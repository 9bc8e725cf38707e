use crate::config::{Args, Config};
use color_eyre::eyre::{eyre, Result};
use std::path::PathBuf;
use trotter_error::io::OutputFormat;

/// Everything needed to run one calculation, with the command line taking
/// precedence over the configuration file.
#[derive(Debug, Clone, PartialEq)]
pub struct RunSettings {
    pub input: PathBuf,
    pub output: Option<PathBuf>,
    pub ordering: String,
    pub parallel: bool,
    pub threads: usize,
    pub progress: bool,
    pub format: OutputFormat,
    pub verbose: bool,
}

impl RunSettings {
    pub fn resolve(args: &Args, config: &Config) -> Result<Self> {
        let molecule_and_basis = match (
            args.molecule.as_ref().or(config.molecule.as_ref()),
            args.basis.as_ref().or(config.basis.as_ref()),
        ) {
            (Some(molecule), Some(basis)) => Some((molecule, basis)),
            _ => None,
        };

        let input = match args.input.as_ref().or(config.input.as_ref()) {
            Some(path) => PathBuf::from(path),
            None => {
                let (molecule, basis) = molecule_and_basis.ok_or_else(|| {
                    eyre!("No integral file given: pass --input or a molecule and basis")
                })?;
                PathBuf::from(config.integral_dir()).join(format!("{}-{}.int", molecule, basis))
            }
        };

        let output = match args.output.as_ref().or(config.output.as_ref()) {
            Some(path) => Some(PathBuf::from(path)),
            None => molecule_and_basis.map(|(molecule, basis)| {
                PathBuf::from(config.error_terms_dir()).join(format!("{}_{}.txt", molecule, basis))
            }),
        };

        let format = match args.format.as_deref() {
            Some("json") => OutputFormat::Json,
            Some(_) => OutputFormat::Text,
            None => config.output_format(),
        };

        Ok(Self {
            input,
            output,
            ordering: args.ordering.clone().unwrap_or_else(|| config.ordering()),
            parallel: !args.serial && config.is_parallel(),
            threads: args.threads.unwrap_or_else(|| config.threads()),
            progress: !args.no_progress && config.is_progress_enabled(),
            format,
            verbose: args.verbose || config.is_verbose(),
        })
    }
}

○ ○ ○

Repeat back the data above, exact to the last character.

repository 9bc8e725cf38707e
use crate::config::{Args, Config};
use color_eyre::eyre::{eyre, Result};
use std::path::PathBuf;
use trotter_error::io::OutputFormat;

/// Everything needed to run one calculation, with the command line taking
/// precedence over the configuration file.
#[derive(Debug, Clone, PartialEq)]
pub struct RunSettings {
    pub input: PathBuf,
    pub output: Option<PathBuf>,
    pub ordering: String,
    pub parallel: bool,
    pub threads: usize,
    pub progress: bool,
    pub format: OutputFormat,
    pub verbose: bool,
}

impl RunSettings {
    pub fn resolve(args: &Args, config: &Config) -> Result<Self> {
        let molecule_and_basis = match (
            args.molecule.as_ref().or(config.molecule.as_ref()),
            args.basis.as_ref().or(config.basis.as_ref()),
        ) {
            (Some(molecule), Some(basis)) => Some((molecule, basis)),
            _ => None,
        };

        let input = match args.input.as_ref().or(config.input.as_ref()) {
            Some(path) => PathBuf::from(path),
            None => {
                let (molecule, basis) = molecule_and_basis.ok_or_else(|| {
                    eyre!("No integral file given: pass --input or a molecule and basis")
                })?;
                PathBuf::from(config.integral_dir()).join(format!("{}-{}.int", molecule, basis))
            }
        };

        let output = match args.output.as_ref().or(config.output.as_ref()) {
            Some(path) => Some(PathBuf::from(path)),
            None => molecule_and_basis.map(|(molecule, basis)| {
                PathBuf::from(config.error_terms_dir()).join(format!("{}_{}.txt", molecule, basis))
            }),
        };

        let format = match args.format.as_deref() {
            Some("json") => OutputFormat::Json,
            Some(_) => OutputFormat::Text,
            None => config.output_format(),
        };

        Ok(Self {
            input,
            output,
            ordering: args.ordering.clone().unwrap_or_else(|| config.ordering()),
            parallel: !args.serial && config.is_parallel(),
            threads: args.threads.unwrap_or_else(|| config.threads()),
            progress: !args.no_progress && config.is_progress_enabled(),
            format,
            verbose: args.verbose || config.is_verbose(),
        })
    }
}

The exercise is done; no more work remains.